For details, see http://www.irs.gov/publications/p502/ar02.html#en_US_2012_publink1000178974
"A qualified long-term care insurance contract is an insurance contract that provides only coverage of qualified long-term care services. The contract must:
Be guaranteed renewable,
Not provide for a cash surrender value or other money that can be paid, assigned, pledged, or borrowed,
Provide that refunds, other than refunds on the death of the insured or complete surrender or cancellation of the contract, and dividends under the contract must be used only to reduce future premiums or increase future benefits, and
Generally not pay or reimburse expenses incurred for services or items that would be reimbursed under Medicare, except where Medicare is a secondary payer, or the contract makes per diem or other periodic payments without regard to expenses. "

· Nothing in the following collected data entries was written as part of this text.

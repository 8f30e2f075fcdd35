//! Partial state update produced by a single node invocation.

use super::{ChatMessage, ContextBundle, ImageInput, Scratch, SubjectName};

/// Partial state update produced by one node invocation.
///
/// Structurally partial: a node with nothing to say about a field leaves it
/// `None` (or empty, for `messages`), which the merge reads as "unchanged".
/// Created fresh per invocation and consumed by the merge step.
#[derive(Debug, Clone, Default, PartialEq)]
pub struct NodeDelta {
  /// Appended to the transcript; never replaces prior entries.
  pub messages: Vec<ChatMessage>,
  pub subject: Option<SubjectName>,
  pub context: Option<ContextBundle>,
  pub image: Option<ImageInput>,
  pub scratch: Scratch,
}

impl NodeDelta {
  /// Delta that only appends one assistant message.
  pub fn assistant_message(text: impl Into<String>) -> Self {
    Self {
      messages: vec![ChatMessage::assistant(text)],
      ..Self::default()
    }
  }
}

A rider to a life insurance contract would not be an insurance contract that provides only coverage of qualified long-term care services and may or may not qualify under the other items that have to be true of qualified long term care contracts for tax purposes.
Please ask if you need more information or discussion.

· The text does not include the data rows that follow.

//! Static graph definition: named nodes, guarded edges, fan-out declarations,
//! and the build-time validation that makes turn execution infallible.

use std::collections::{HashMap, HashSet};
use std::fmt;
use std::sync::Arc;

use thiserror::Error;
use tracing::instrument;

use crate::types::ConversationState;

use super::node::TurnNode;

/// Predicate over the merged state, evaluated strictly after the owning
/// node's delta has been merged.
#[derive(Clone)]
pub struct Guard {
  label: &'static str,
  test: Arc<dyn Fn(&ConversationState) -> bool + Send + Sync>,
}

impl Guard {
  pub fn new(label: &'static str, test: impl Fn(&ConversationState) -> bool + Send + Sync + 'static) -> Self {
    Self {
      label,
      test: Arc::new(test),
    }
  }

  pub fn label(&self) -> &'static str {
    self.label
  }

  pub(crate) fn matches(&self, state: &ConversationState) -> bool {
    (self.test)(state)
  }
}

impl fmt::Debug for Guard {
  fn fmt(&self, f: &mut fmt::Formatter<'_>) -> fmt::Result {
    f.debug_struct("Guard").field("label", &self.label).finish()
  }
}

/// Resolved outgoing edges of one node.
#[derive(Debug)]
pub(crate) enum EdgeSet {
  /// No outgoing edges: reaching this node ends the turn.
  Terminal,
  /// Unconditional edge.
  Direct(usize),
  /// Guards evaluated in declared order; first match wins, else the default.
  Conditional {
    arms: Vec<(Guard, usize)>,
    default: usize,
  },
  /// Dispatch every branch, then run the join once all have reported.
  FanOut { branches: Vec<usize>, join: usize },
}

/// Construction defect found while building a graph. The only fatal error
/// class in the crate; nothing here can occur during turn execution.
#[derive(Debug, Error)]
pub enum GraphBuildError {
  #[error("duplicate node '{0}'")]
  DuplicateNode(String),
  #[error("edge references unknown node '{0}'")]
  UnknownNode(String),
  #[error("entry node is not set")]
  MissingEntry,
  #[error("node '{0}' declares conflicting edge kinds")]
  ConflictingEdges(String),
  #[error("conditional node '{0}' has no default edge")]
  MissingDefault(String),
  #[error("node '{0}' has a default edge but no guarded branches")]
  DanglingDefault(String),
  #[error("fan-out at '{0}' needs at least two branches")]
  DegenerateFanOut(String),
  #[error("fan-out at '{0}': branches share scratch namespace '{1}'")]
  NamespaceCollision(String, String),
  #[error("fan-out branch '{0}' may not declare its own outgoing edges")]
  BranchWithEdges(String),
  #[error("cycle detected through node '{0}'")]
  Cycle(String),
  #[error("node '{0}' is unreachable from the entry node")]
  Unreachable(String),
  #[error("no terminal node is reachable from the entry node")]
  NoTerminal,
}

/// Immutable turn graph: node registry plus edge table. Built once at process
/// start and owned by the engine for the process lifetime.
pub struct GraphDefinition {
  pub(crate) nodes: Vec<(String, Arc<dyn TurnNode>)>,
  pub(crate) edges: Vec<EdgeSet>,
  pub(crate) entry: usize,
}

impl fmt::Debug for GraphDefinition {
  fn fmt(&self, f: &mut fmt::Formatter<'_>) -> fmt::Result {
    f.debug_struct("GraphDefinition")
      .field("nodes", &self.nodes.iter().map(|(name, _)| name).collect::<Vec<_>>())
      .field("edges", &self.edges)
      .field("entry", &self.entry)
      .finish()
  }
}

impl GraphDefinition {
  pub fn builder() -> GraphBuilder {
    GraphBuilder::default()
  }

  pub fn node_count(&self) -> usize {
    self.nodes.len()
  }

  pub(crate) fn node_name(&self, ix: usize) -> &str {
    &self.nodes[ix].0
  }
}

#[derive(Default)]
struct PendingEdges {
  direct: Vec<String>,
  arms: Vec<(Guard, String)>,
  default: Option<String>,
  fan_out: Option<(Vec<String>, String)>,
}

/// Builder for [GraphDefinition]. All defects are reported by [GraphBuilder::build],
/// never during turn execution.
#[derive(Default)]
pub struct GraphBuilder {
  nodes: Vec<(String, Arc<dyn TurnNode>)>,
  entry: Option<String>,
  pending: HashMap<String, PendingEdges>,
  order: Vec<String>,
}

impl GraphBuilder {
  pub fn add_node(mut self, name: impl Into<String>, node: Arc<dyn TurnNode>) -> Self {
    self.nodes.push((name.into(), node));
    self
  }

  pub fn entry(mut self, name: impl Into<String>) -> Self {
    self.entry = Some(name.into());
    self
  }

  /// Unconditional edge `from -> to`.
  pub fn add_edge(mut self, from: impl Into<String>, to: impl Into<String>) -> Self {
    self.pending_mut(from.into()).direct.push(to.into());
    self
  }

  /// Guarded edge `from -> to`; guards are evaluated in declaration order.
  pub fn add_branch(mut self, from: impl Into<String>, guard: Guard, to: impl Into<String>) -> Self {
    self.pending_mut(from.into()).arms.push((guard, to.into()));
    self
  }

  /// Default edge taken when none of `from`'s guards match. Required for
  /// every node with guarded branches.
  pub fn default_edge(mut self, from: impl Into<String>, to: impl Into<String>) -> Self {
    self.pending_mut(from.into()).default = Some(to.into());
    self
  }

  /// Declares `from` as a fan-out node: all `branches` are dispatched, and
  /// `join` runs only after every branch has reported.
  pub fn add_fan_out(
    mut self,
    from: impl Into<String>,
    branches: &[&str],
    join: impl Into<String>,
  ) -> Self {
    let branches = branches.iter().map(|b| b.to_string()).collect();
    self.pending_mut(from.into()).fan_out = Some((branches, join.into()));
    self
  }

  fn pending_mut(&mut self, from: String) -> &mut PendingEdges {
    if !self.pending.contains_key(&from) {
      self.order.push(from.clone());
    }
    self.pending.entry(from).or_default()
  }

  /// Validates and freezes the graph.
  #[instrument(level = "trace", skip(self))]
  pub fn build(self) -> Result<GraphDefinition, GraphBuildError> {
    let mut index: HashMap<String, usize> = HashMap::new();
    for (ix, (name, _)) in self.nodes.iter().enumerate() {
      if index.insert(name.clone(), ix).is_some() {
        return Err(GraphBuildError::DuplicateNode(name.clone()));
      }
    }

    let resolve = |name: &str| -> Result<usize, GraphBuildError> {
      index
        .get(name)
        .copied()
        .ok_or_else(|| GraphBuildError::UnknownNode(name.to_string()))
    };

    let entry_name = self.entry.as_deref().ok_or(GraphBuildError::MissingEntry)?;
    let entry = resolve(entry_name)?;

    let mut edges: Vec<EdgeSet> = (0..self.nodes.len()).map(|_| EdgeSet::Terminal).collect();
    let mut branch_nodes: HashSet<usize> = HashSet::new();

    for from_name in &self.order {
      let from = resolve(from_name)?;
      let pending = &self.pending[from_name];
      let kinds = usize::from(!pending.direct.is_empty())
        + usize::from(!pending.arms.is_empty() || pending.default.is_some())
        + usize::from(pending.fan_out.is_some());
      if kinds > 1 || pending.direct.len() > 1 {
        return Err(GraphBuildError::ConflictingEdges(from_name.clone()));
      }

      let edge_set = if let Some(to) = pending.direct.first() {
        EdgeSet::Direct(resolve(to)?)
      } else if let Some((branches, join)) = &pending.fan_out {
        if branches.len() < 2 {
          return Err(GraphBuildError::DegenerateFanOut(from_name.clone()));
        }
        let mut resolved = Vec::with_capacity(branches.len());
        let mut seen = HashSet::new();
        for branch in branches {
          let ix = resolve(branch)?;
          for ns in self.nodes[ix].1.owns() {
            if !seen.insert(*ns) {
              return Err(GraphBuildError::NamespaceCollision(
                from_name.clone(),
                ns.to_string(),
              ));
            }
          }
          branch_nodes.insert(ix);
          resolved.push(ix);
        }
        EdgeSet::FanOut {
          branches: resolved,
          join: resolve(join)?,
        }
      } else if !pending.arms.is_empty() {
        let default_name = pending
          .default
          .as_deref()
          .ok_or_else(|| GraphBuildError::MissingDefault(from_name.clone()))?;
        let mut arms = Vec::with_capacity(pending.arms.len());
        for (guard, to) in &pending.arms {
          arms.push((guard.clone(), resolve(to)?));
        }
        EdgeSet::Conditional {
          arms,
          default: resolve(default_name)?,
        }
      } else {
        // A default with no branches is a wiring mistake, not a no-op.
        return Err(GraphBuildError::DanglingDefault(from_name.clone()));
      };
      edges[from] = edge_set;
    }

    for &branch in &branch_nodes {
      if !matches!(edges[branch], EdgeSet::Terminal) {
        return Err(GraphBuildError::BranchWithEdges(self.nodes[branch].0.clone()));
      }
    }

    let definition = GraphDefinition {
      nodes: self.nodes,
      edges,
      entry,
    };
    validate_acyclic(&definition)?;
    validate_reachability(&definition)?;
    Ok(definition)
  }
}

fn successors(definition: &GraphDefinition, ix: usize) -> Vec<usize> {
  match &definition.edges[ix] {
    EdgeSet::Terminal => vec![],
    EdgeSet::Direct(to) => vec![*to],
    EdgeSet::Conditional { arms, default } => {
      let mut out: Vec<usize> = arms.iter().map(|(_, to)| *to).collect();
      out.push(*default);
      out
    }
    EdgeSet::FanOut { branches, join } => {
      let mut out = branches.clone();
      out.push(*join);
      out
    }
  }
}

/// Rejects cycles: the turn graph is a DAG by design, which is what bounds
/// execution and guarantees at-most-one invocation per node.
fn validate_acyclic(definition: &GraphDefinition) -> Result<(), GraphBuildError> {
  const WHITE: u8 = 0;
  const GRAY: u8 = 1;
  const BLACK: u8 = 2;

  fn visit(
    definition: &GraphDefinition,
    ix: usize,
    color: &mut [u8],
  ) -> Result<(), GraphBuildError> {
    color[ix] = GRAY;
    for next in successors(definition, ix) {
      match color[next] {
        WHITE => visit(definition, next, color)?,
        GRAY => return Err(GraphBuildError::Cycle(definition.node_name(next).to_string())),
        _ => {}
      }
    }
    color[ix] = BLACK;
    Ok(())
  }

  let mut color = vec![WHITE; definition.nodes.len()];
  for ix in 0..definition.nodes.len() {
    if color[ix] == WHITE {
      visit(definition, ix, &mut color)?;
    }
  }
  Ok(())
}

/// Every node must be reachable from the entry, and at least one reachable
/// node must be terminal.
fn validate_reachability(definition: &GraphDefinition) -> Result<(), GraphBuildError> {
  let mut reached = vec![false; definition.nodes.len()];
  let mut stack = vec![definition.entry];
  while let Some(ix) = stack.pop() {
    if reached[ix] {
      continue;
    }
    reached[ix] = true;
    stack.extend(successors(definition, ix));
  }

  if let Some(ix) = reached.iter().position(|r| !r) {
    return Err(GraphBuildError::Unreachable(definition.node_name(ix).to_string()));
  }
  let has_terminal = (0..definition.nodes.len())
    .any(|ix| reached[ix] && matches!(definition.edges[ix], EdgeSet::Terminal));
  if !has_terminal {
    return Err(GraphBuildError::NoTerminal);
  }
  Ok(())
}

Thought it might be important or useful for you to know that although the extra premium for the long term care rider is not deductible any payments to you under that provision will not be taxable to you.
"Tax Favored LTC Riders Allowed on Life and Annuity Contracts.
Section 844 of the Pension Protection Act of 2006 (PPA 2006), effective after 2009, will allow for life insurance and annuity contracts to carry a long-term care insurance rider on a tax-favored basis. Under the new Code Section 7702B(e)(1), such riders will be treated for tax purposes as a separate contract. This allows the general Code Section 7702B(b) tax-favored treatment of qualified long-term care insurance policies to apply - even though the coverage is actually in the form of a rider on another and different type of policy.
Deduction Denied: Under the new Code Section 7702B(e)(2), any payments for long-term care insurance deducted under a life insurance or annuity contract will be denied an IRC Section 213(a) medical expense deduction for premiums paid."